HTTP::Request & Friends Too Memory-Happy

Now that my maps and all the supporting vector space data is getting larger, I noticed that HTTP::Request (as well as HTTP::Response) are not overly economic when it comes to memory usage.

The Problem Definition

Let us look at the following code

use constant B_1K => 1024;
use constant B_1M => B_1K * B_1K;

my $fatty = 'A' x 1 x B_1K;

use HTTP::Request::Common qw/PUT/;
my $req = PUT '/mapreduce/' ,
              'Content-Type' => 'text/x-astma',
              Content => $fatty;

and at the RSS (resident memory, in MB) usage. On my box I will find

after PUT: 5.08984375 at line 9.

If I set

my $fatty = 'A' x 1 x B_1M;


after PUT: 9.1015625 at line 9.

About 4 MB more. As if the content is copied 3 times. And I did not even send this to the server.

Let's try 10MB:

after PUT: 45.11328125 at line 9.

So factor 3 sounds about right.

The Confusion

I thought "Maybe I am just using it wrong":

my $req = PUT '/mapreduce/' ,
              'Content-Type' => 'text/x-astma';
$req->content ($fatty);

Same thing. What about passing in a reference:

use HTTP::Request::Common qw/PUT/;
my $req = PUT '/mapreduce/' ,
              'Content-Type' => 'text/x-astma';
$req->content_ref (\$fatty);

Much better, but still at least one additional internal copy. And if I ship content to localhost and back I still pay a penalty of factor 4.

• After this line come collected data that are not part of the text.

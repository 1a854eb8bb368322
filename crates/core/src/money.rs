//! Monetary quantities.
//!
//! Balances and amounts are exact decimals; the ledger never uses floats.

use rust_decimal::Decimal;

/// A monetary amount or balance (single currency, exact decimal).
pub type Amount = Decimal;

/// Whether `amount` is usable as the quantity of a deposit/withdraw/transfer.
pub fn is_positive(amount: Amount) -> bool {
    amount > Decimal::ZERO
}
use std::sync::Arc;

use anyhow::Context;

use ledgercast_api::{app, config::ServerConfig};

#[tokio::main]
async fn main() -> anyhow::Result<()> {
    let config = ServerConfig::from_env().context("invalid configuration")?;
    ledgercast_observability::init(config.log_format);

    tracing::info!(
        listen_addr = %config.listen_addr,
        data_file = %config.data_file.display(),
        subscriber_buffer = config.subscriber_buffer,
        "starting ledgercast"
    );

    let services = Arc::new(app::services::build_services(&config).await?);
    let router = app::build_app(services.clone());

    let listener = tokio::net::TcpListener::bind(config.listen_addr)
        .await
        .with_context(|| format!("failed to bind {}", config.listen_addr))?;
    tracing::info!("listening on {}", listener.local_addr()?);

    axum::serve(listener, router)
        .with_graceful_shutdown(shutdown_signal(services))
        .await
        .context("server error")?;

    tracing::info!("server stopped");
    Ok(())
}

async fn shutdown_signal(services: Arc<app::services::BankService>) {
    if let Err(e) = tokio::signal::ctrl_c().await {
        tracing::error!(error = %e, "failed to listen for shutdown signal");
        std::future::pending::<()>().await;
    }
    let closed = services.shutdown();
    tracing::info!(closed, "shutdown requested");
}
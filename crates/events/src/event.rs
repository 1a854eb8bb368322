use chrono::{DateTime, Utc};
use rust_decimal::Decimal;
use serde::{Deserialize, Serialize};
use uuid::Uuid;

use ledgercast_core::{AccountNumber, Amount};

/// What happened to the target account.
#[derive(Debug, Clone, Copy, PartialEq, Eq, Hash, Serialize, Deserialize)]
#[serde(rename_all = "SCREAMING_SNAKE_CASE")]
pub enum EventKind {
    Deposit,
    Withdraw,
    TransferSent,
    TransferReceived,
    System,
}

impl EventKind {
    /// Wire name (also used as the SSE event name).
    pub fn as_str(&self) -> &'static str {
        match self {
            EventKind::Deposit => "DEPOSIT",
            EventKind::Withdraw => "WITHDRAW",
            EventKind::TransferSent => "TRANSFER_SENT",
            EventKind::TransferReceived => "TRANSFER_RECEIVED",
            EventKind::System => "SYSTEM",
        }
    }
}

impl core::fmt::Display for EventKind {
    fn fmt(&self, f: &mut core::fmt::Formatter<'_>) -> core::fmt::Result {
        f.write_str(self.as_str())
    }
}

/// A balance-change notification for one account.
///
/// Immutable once built; delivery is best-effort and in-memory only.
#[derive(Debug, Clone, PartialEq, Eq, Serialize, Deserialize)]
pub struct NotificationEvent {
    event_id: Uuid,
    account_number: AccountNumber,
    kind: EventKind,
    message: String,
    /// Zero when not applicable (system messages).
    amount: Amount,
    /// The other side of a transfer.
    counterpart: Option<AccountNumber>,
    /// Balance of `account_number` right after the triggering mutation.
    balance: Option<Amount>,
    occurred_at: DateTime<Utc>,
}

impl NotificationEvent {
    fn build(
        account_number: AccountNumber,
        kind: EventKind,
        message: String,
        amount: Amount,
        counterpart: Option<AccountNumber>,
        balance: Option<Amount>,
    ) -> Self {
        Self {
            event_id: Uuid::now_v7(),
            account_number,
            kind,
            message,
            amount,
            counterpart,
            balance,
            occurred_at: Utc::now(),
        }
    }

    pub fn deposit(account: AccountNumber, amount: Amount, new_balance: Amount) -> Self {
        let message = format!("deposited {amount} to account {account}");
        Self::build(account, EventKind::Deposit, message, amount, None, Some(new_balance))
    }

    pub fn withdraw(account: AccountNumber, amount: Amount, new_balance: Amount) -> Self {
        let message = format!("withdrew {amount} from account {account}");
        Self::build(account, EventKind::Withdraw, message, amount, None, Some(new_balance))
    }

    /// Event for the debited side of a transfer.
    pub fn transfer_sent(
        from: AccountNumber,
        to: AccountNumber,
        amount: Amount,
        from_balance: Amount,
    ) -> Self {
        let message = format!("sent {amount} to account {to}");
        Self::build(from, EventKind::TransferSent, message, amount, Some(to), Some(from_balance))
    }

    /// Event for the credited side of a transfer.
    pub fn transfer_received(
        to: AccountNumber,
        from: AccountNumber,
        amount: Amount,
        to_balance: Amount,
    ) -> Self {
        let message = format!("received {amount} from account {from}");
        Self::build(to, EventKind::TransferReceived, message, amount, Some(from), Some(to_balance))
    }

    pub fn system(account: AccountNumber, message: impl Into<String>) -> Self {
        Self::build(account, EventKind::System, message.into(), Decimal::ZERO, None, None)
    }

    pub fn event_id(&self) -> Uuid {
        self.event_id
    }

    pub fn account_number(&self) -> &AccountNumber {
        &self.account_number
    }

    pub fn kind(&self) -> EventKind {
        self.kind
    }

    pub fn message(&self) -> &str {
        &self.message
    }

    pub fn amount(&self) -> Amount {
        self.amount
    }

    pub fn counterpart(&self) -> Option<&AccountNumber> {
        self.counterpart.as_ref()
    }

    pub fn balance(&self) -> Option<Amount> {
        self.balance
    }

    pub fn occurred_at(&self) -> DateTime<Utc> {
        self.occurred_at
    }

    /// JSON payload for transports.
    pub fn to_json(&self) -> serde_json::Result<String> {
        serde_json::to_string(self)
    }
}
//! Accounts module (balance + lock state per account).
//!
//! Pure domain logic only: no IO, no locking, no persistence concerns. Callers
//! are expected to serialize access (see the ledger store in `ledgercast-infra`).

pub mod account;
pub mod sample;

pub use account::Account;
pub use sample::sample_accounts;
//! HTTP API: configuration, request handler, routing and SSE delivery.

pub mod app;
pub mod config;
pub mod context;
pub mod middleware;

Of course I looked inside the HTTP::* code, but it is too mature to be easily fixed for memory issues. And it would be much too core-y for me, anyway.

Solution 1: Chunked Transfer

Reading the small print - this time in LWP::UserAgent - I came across the following gem:

You are allowed to use a CODE reference as "content" in the request object passed in. The "content" function should return the content when called. The content can be returned in chunks. The content function will be invoked repeatedly until it return an empty string to signal that there is no more content.

That looks like this:

my $req = PUT '/mapreduce/' ,
              'Content-Type' => 'text/x-astma';

use constant N    => 3;

my @data = ('1' x B_1M,
            '2' x B_1M,
            '3' x B_1M);

my $n;
$req->content ( sub {
    return  ++$n <= Test->N
                ? $data[$n-1]
                : undef; } );

Chunked transfers are really supported by LWP::UserAgent, but you MUST NOT have any content defined before in the request.

While this improves the memory situation somewhat, it has its drawbacks:

  • You have to train your HTTP/REST server to handle this on the incoming side. (I have done that.)
  • It is pretty inconvient to use, especially if you do a lot with GET/PUT/POST, as is natural in REST programming. A subclass could solve this.
  • But it does not handle similar size issues with HTTP::Response.


Solution 2: HTTP::Request::Mmap

Instead, I created a subclass of HTTP::Request and utilized Sys::MMap. The central part is to redefine the content method:

sub content {
    my $self = shift;
    if (my $fn = shift) {
        open (my $fh, '<', $fn)  or die "unable to open $fn ($!)";

        $self->{_fh} = $fh;                  # we keep it
        $self->{_fn} = $fn;                  # we keep it
        use Sys::Mmap;
        my $c;
        mmap ($c, 0, PROT_READ, MAP_SHARED, $fh)
                    or die "unable to mmap ($!)";
        $self->{_mmapped} = \$c;
    } else {
        return ${ $self->{_mmapped} };

The method now expects a file instead of a scalar, the file then being mmapped to a scalar. That way I can even be ruthless at times to add this to an existing request object:

my $req = PUT '/mapreduce/' ,
              'Content-Type' => 'text/x-astma';
use HTTP::Request::Mmap;
bless $req, 'HTTP::Request::Mmap';  # re-blessing
$req->content ($fatty_on_files);

I like being brutal.

Also on the way back from the server to the client, the memory problem can be handled that way:

use HTTP::Response::Mmap;
return HTTP::Response::Mmap->new ( HTTP_OK,
                                  "here we go",
                                  [ 'Content-Type', '....' ],
                                  $filepath );

What Gives?

The nice thing is that the environment is blissfully unaware of the mapping. And especially on the server (where Perl memory usage never goes down), an economical usage profile makes me happy.

Once I have completely disentangled it from my homebaked REST server, I can publish it onto CPAN. Unless someone has been there before me, of course.